Dataset excerpts:

########

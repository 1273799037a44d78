//! Numeric normalization of the balance sheet and the cash-flow statement.
//!
//! Both statements are re-projected onto a fixed, ordered list of line
//! items, cleaned into numbers and converted to 亿. Normalization never
//! fails outward: any error degrades to the table as it came in, with the
//! reason kept in [`Normalized::fallback_reason`].

use crate::output::{Cell, LiabilityTotal};
use thiserror::Error;
use tracing::{debug, warn};

/// Unit every normalized statement is expressed in.
pub const CANONICAL_UNIT: &str = "亿";

/// Header of the label column after normalization.
const LABEL_HEADER: &str = "项目";

/// Liability total line of the balance sheet.
const LIABILITY_TOTAL: &str = "负债合计";

const ASSET_ITEMS: &[&str] = &[
    "货币资金",
    "结算备付金",
    "拆出资金",
    "应收保证金",
    "应收利息",
    "应收票据",
    "应收账款",
    "应收款项融资",
    "应收保费",
    "应收分保账款",
    "应收分保合同准备金",
    "应收出口退税",
    "应收补贴款",
    "内部应收款",
    "预付款项",
    "其他应收款",
    "存货",
    "买入返售金融资产",
    "交易性金融资产",
    "衍生金融资产",
    "一年内到期的非流动资产",
    "待处理流动资产损益",
    "其他流动资产",
    "流动资产合计",
    "发放贷款及垫款",
    "可供出售金融资产",
    "划分为持有待售的资产",
    "以公允价值计量且其变动计入其他综合收益的金融资产",
    "以摊余成本计量的金融资产",
    "债权投资",
    "其他债权投资",
    "其他权益工具投资",
    "其他非流动金融资产",
    "长期应收款",
    "长期股权投资",
    "待摊费用",
    "其他长期投资",
    "投资性房地产",
    "固定资产",
    "合同资产",
    "在建工程",
    "使用权资产",
    "工程物资",
    "生产性生物资产",
    "公益性生物资产",
    "油气资产",
    "无形资产",
    "开发支出",
    "商誉",
    "长期待摊费用",
    "股权分置流通权",
    "递延所得税资产",
    "其他非流动资产",
    "非流动资产合计",
    "资产总计",
];

const LIABILITY_ITEMS: &[&str] = &[
    "短期借款",
    "向中央银行借款",
    "吸收存款及同业存放",
    "拆入资金",
    "交易性金融负债",
    "衍生金融负债",
    "卖出回购金融资产款",
    "应付手续费及佣金",
    "应付票据",
    "应付账款",
    "预收款项",
    "合同负债",
    "应付职工薪酬",
    "应交税费",
    "应付利息",
    "应付股利",
    "其他应交款",
    "应付保证金",
    "内部应付款",
    "其他应付款",
    "预提费用",
    "预计流动负债",
    "应付分保账款",
    "保险合同准备金",
    "代理买卖证券款",
    "代理承销证券款",
    "国际票证结算",
    "国内票证结算",
    "一年内的递延收益",
    "应付短期债券",
    "一年内到期的非流动负债",
    "其他流动负债",
    "长期借款",
    "长期应付职工薪酬",
    "应付债券",
    "应付债券：优先股",
    "长期应付款",
    "预计非流动负债",
    "长期递延收益",
    "递延所得税负债",
    "其他非流动负债",
    "租赁负债",
    "担保责任赔偿准备金",
    "划分为持有待售的负债",
    LIABILITY_TOTAL,
];

const CASH_FLOW_ITEMS: &[&str] = &[
    "经营活动产生的现金流量净额",
    "投资活动产生的现金流量净额",
    "筹资活动产生的现金流量净额",
];

/// Total lines shown under their short name.
const DISPLAY_ALIASES: &[(&str, &str)] = &[("流动资产合计", "流动资产"), ("非流动资产合计", "非流动资产")];

/// Marker of a year-to-date column such as `2024年1-6月`.
const PARTIAL_YEAR_MARKER: &str = "年1-";

/// Statements with a fixed line-item list.
#[derive(Debug, Clone, Copy, PartialEq, Eq)]
pub enum StatementKind {
    BalanceSheet,
    CashFlow,
}

impl StatementKind {
    /// Line items kept, in output order.
    pub fn ontology(self) -> Vec<&'static str> {
        match self {
            StatementKind::BalanceSheet => ASSET_ITEMS.iter().chain(LIABILITY_ITEMS).copied().collect(),
            StatementKind::CashFlow => CASH_FLOW_ITEMS.to_vec(),
        }
    }
}

#[derive(Debug, Error, PartialEq)]
pub enum NormalizeError {
    #[error("table has no rows")]
    EmptyTable,

    #[error("no known line items")]
    NoKnownItems,

    #[error("'{label}': cannot read '{value}' as a number")]
    BadNumber { label: String, value: String },
}

/// A statement after normalization, or the input when it degraded.
#[derive(Debug, Clone, PartialEq)]
pub struct Normalized {
    pub unit: Option<String>,
    /// Header row first.
    pub rows: Vec<Vec<Cell>>,
    /// Balance sheet only: the liability total of every period.
    pub liability_totals: Vec<LiabilityTotal>,
    pub fallback_reason: Option<String>,
}

/// Normalize a statement; degrades to the input on any error.
pub fn normalize(kind: StatementKind, data: &[Vec<String>], unit: Option<&str>) -> Normalized {
    let result = match kind {
        StatementKind::BalanceSheet => balance_sheet(data, unit),
        StatementKind::CashFlow => cash_flow(data, unit),
    };
    match result {
        Ok(normalized) => normalized,
        Err(e) => {
            warn!("{:?} normalization fell back to source data: {}", kind, e);
            Normalized {
                unit: unit.map(str::to_string),
                rows: data
                    .iter()
                    .map(|row| row.iter().map(|c| Cell::from(c.as_str())).collect())
                    .collect(),
                liability_totals: Vec::new(),
                fallback_reason: Some(e.to_string()),
            }
        }
    }
}

// ── Statements ───────────────────────────────────────────────────────────

fn balance_sheet(data: &[Vec<String>], unit: Option<&str>) -> Result<Normalized, NormalizeError> {
    let (header, rows) = prepare(data, StatementKind::BalanceSheet, |s| s)?;
    let rows: Vec<Vec<String>> = rows
        .into_iter()
        .map(|mut row| {
            if let Some((_, short)) = DISPLAY_ALIASES.iter().find(|(long, _)| *long == row[0]) {
                row[0] = short.to_string();
            }
            row
        })
        .collect();
    let (header, rows) = drop_placeholder_columns(header, rows);

    let mut liability_totals = Vec::new();
    let mut output = Vec::new();
    for col in 1..header.len() {
        let mut kept = Vec::new();
        for row in &rows {
            let value = convert_unit(clean_number(&row[0], &row[col])?, unit);
            if value >= 1.0 {
                kept.push((row[0].as_str(), value));
            }
        }
        if let Some((_, amount)) = kept.iter().find(|(label, _)| *label == LIABILITY_TOTAL) {
            liability_totals.push(LiabilityTotal {
                amount: *amount,
                period: header[col].clone(),
            });
        }
        if col == 1 {
            output.push(vec![Cell::from(LABEL_HEADER), Cell::from(header[col].as_str())]);
            output.extend(
                kept.iter()
                    .map(|(label, value)| vec![Cell::from(*label), Cell::Number(*value)]),
            );
        }
    }
    debug!(
        "Balance sheet: {} line items, {} liability totals",
        output.len().saturating_sub(1),
        liability_totals.len()
    );

    Ok(Normalized {
        unit: output_unit(unit),
        rows: output,
        liability_totals,
        fallback_reason: None,
    })
}

fn cash_flow(data: &[Vec<String>], unit: Option<&str>) -> Result<Normalized, NormalizeError> {
    let (header, rows) = prepare(data, StatementKind::CashFlow, |s| s.replace("生产", "产生"))?;
    let (header, rows) = period_window(header, rows);
    let (header, rows) = drop_placeholder_columns(header, rows);

    let mut output = vec![header.iter().map(|h| Cell::from(h.as_str())).collect::<Vec<_>>()];
    for row in &rows {
        let mut out = vec![Cell::from(row[0].as_str())];
        for value in &row[1..] {
            out.push(Cell::Number(convert_unit(clean_number(&row[0], value)?, unit)));
        }
        output.push(out);
    }

    Ok(Normalized {
        unit: output_unit(unit),
        rows: output,
        liability_totals: Vec::new(),
        fallback_reason: None,
    })
}

/// Header and ontology rows in ontology order.
///
/// Cells are stripped of whitespace and passed through `fix`; rows whose
/// values are all placeholders are dropped; short rows are padded.
fn prepare(
    data: &[Vec<String>],
    kind: StatementKind,
    fix: impl Fn(String) -> String,
) -> Result<(Vec<String>, Vec<Vec<String>>), NormalizeError> {
    let clean = |cell: &String| fix(cell.chars().filter(|c| !c.is_whitespace()).collect());

    let (first, body) = data.split_first().ok_or(NormalizeError::EmptyTable)?;
    let mut header: Vec<String> = first.iter().map(&clean).collect();
    match header.first_mut() {
        Some(label) => *label = LABEL_HEADER.to_string(),
        None => return Err(NormalizeError::EmptyTable),
    }
    let width = header.len();

    let ontology = kind.ontology();
    let mut rows: Vec<(usize, Vec<String>)> = body
        .iter()
        .map(|row| {
            let mut row: Vec<String> = row.iter().take(width).map(&clean).collect();
            row.resize(width, String::new());
            row
        })
        .filter(|row| !row[1..].iter().all(|c| is_placeholder(c)))
        .filter_map(|row| ontology.iter().position(|item| *item == row[0]).map(|pos| (pos, row)))
        .collect();
    if rows.is_empty() {
        return Err(NormalizeError::NoKnownItems);
    }
    rows.sort_by_key(|(pos, _)| *pos);
    Ok((header, rows.into_iter().map(|(_, row)| row).collect()))
}

/// Keep the three most recent periods of a cash-flow statement.
///
/// Columns run newest first. A year-to-date column in second position is
/// dropped; otherwise, when the newest column is a full year, the oldest is
/// dropped; otherwise the first three periods are kept.
fn period_window(mut header: Vec<String>, mut rows: Vec<Vec<String>>) -> (Vec<String>, Vec<Vec<String>>) {
    let drop = if header.len() > 4 && header[2].contains(PARTIAL_YEAR_MARKER) {
        Some(2)
    } else if header.len() > 4 && !header[1].contains(PARTIAL_YEAR_MARKER) {
        Some(header.len() - 1)
    } else {
        None
    };
    match drop {
        Some(col) => {
            header.remove(col);
            for row in &mut rows {
                row.remove(col);
            }
        }
        None => {
            header.truncate(4);
            for row in &mut rows {
                row.truncate(4);
            }
        }
    }
    (header, rows)
}

/// Drop value columns holding nothing but placeholders.
fn drop_placeholder_columns(header: Vec<String>, rows: Vec<Vec<String>>) -> (Vec<String>, Vec<Vec<String>>) {
    let keep: Vec<bool> = (0..header.len())
        .map(|col| col == 0 || !rows.iter().all(|row| is_placeholder(&row[col])))
        .collect();
    let pick = |row: Vec<String>| -> Vec<String> {
        row.into_iter()
            .zip(&keep)
            .filter_map(|(cell, &k)| k.then_some(cell))
            .collect()
    };
    (pick(header), rows.into_iter().map(pick).collect())
}

// ── Cells ────────────────────────────────────────────────────────────────

fn is_placeholder(cell: &str) -> bool {
    matches!(cell, "" | "-" | "--" | "—" | "——")
}

/// Parse one amount cell.
///
/// Two dots mean the first is a mis-rendered thousands separator.
/// Placeholders read as zero, thousands separators are dropped and a
/// parenthesised amount is negative.
pub fn clean_number(label: &str, cell: &str) -> Result<f64, NormalizeError> {
    let mut text: String = cell.chars().filter(|c| !c.is_whitespace()).collect();
    if is_placeholder(&text) {
        return Ok(0.0);
    }
    if text.matches('.').count() == 2 {
        text = text.replacen('.', ",", 1);
    }
    let negative = (text.starts_with('(') && text.ends_with(')')) || (text.starts_with('（') && text.ends_with('）'));
    let digits: String = text
        .chars()
        .filter(|c| !matches!(c, ',' | '，' | '(' | ')' | '（' | '）'))
        .collect();
    let value: f64 = digits.parse().map_err(|_| NormalizeError::BadNumber {
        label: label.to_string(),
        value: cell.to_string(),
    })?;
    Ok(if negative { -value } else { value })
}

/// Convert an amount in `unit` to 亿, rounded to two decimals. Amounts in an
/// unknown unit, or already in 亿, pass through.
pub fn convert_unit(value: f64, unit: Option<&str>) -> f64 {
    let divisor = match unit {
        Some(u) if u.contains('万') => 1e4,
        Some("元") => 1e8,
        _ => return value,
    };
    round2(value / divisor)
}

fn round2(value: f64) -> f64 {
    (value * 100.0).round() / 100.0
}

/// Unit label after conversion; an unknown source unit is kept.
fn output_unit(unit: Option<&str>) -> Option<String> {
    unit.map(|u| {
        if u.contains('万') || u.contains('亿') || u == "元" {
            CANONICAL_UNIT.to_string()
        } else {
            u.to_string()
        }
    })
}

########

Only lines with the word "when" are wanted. Find and copy them from the records above.

Written solution:
/// A statement after normalization, or the input when it degraded.
/// dropped; otherwise, when the newest column is a full year, the oldest is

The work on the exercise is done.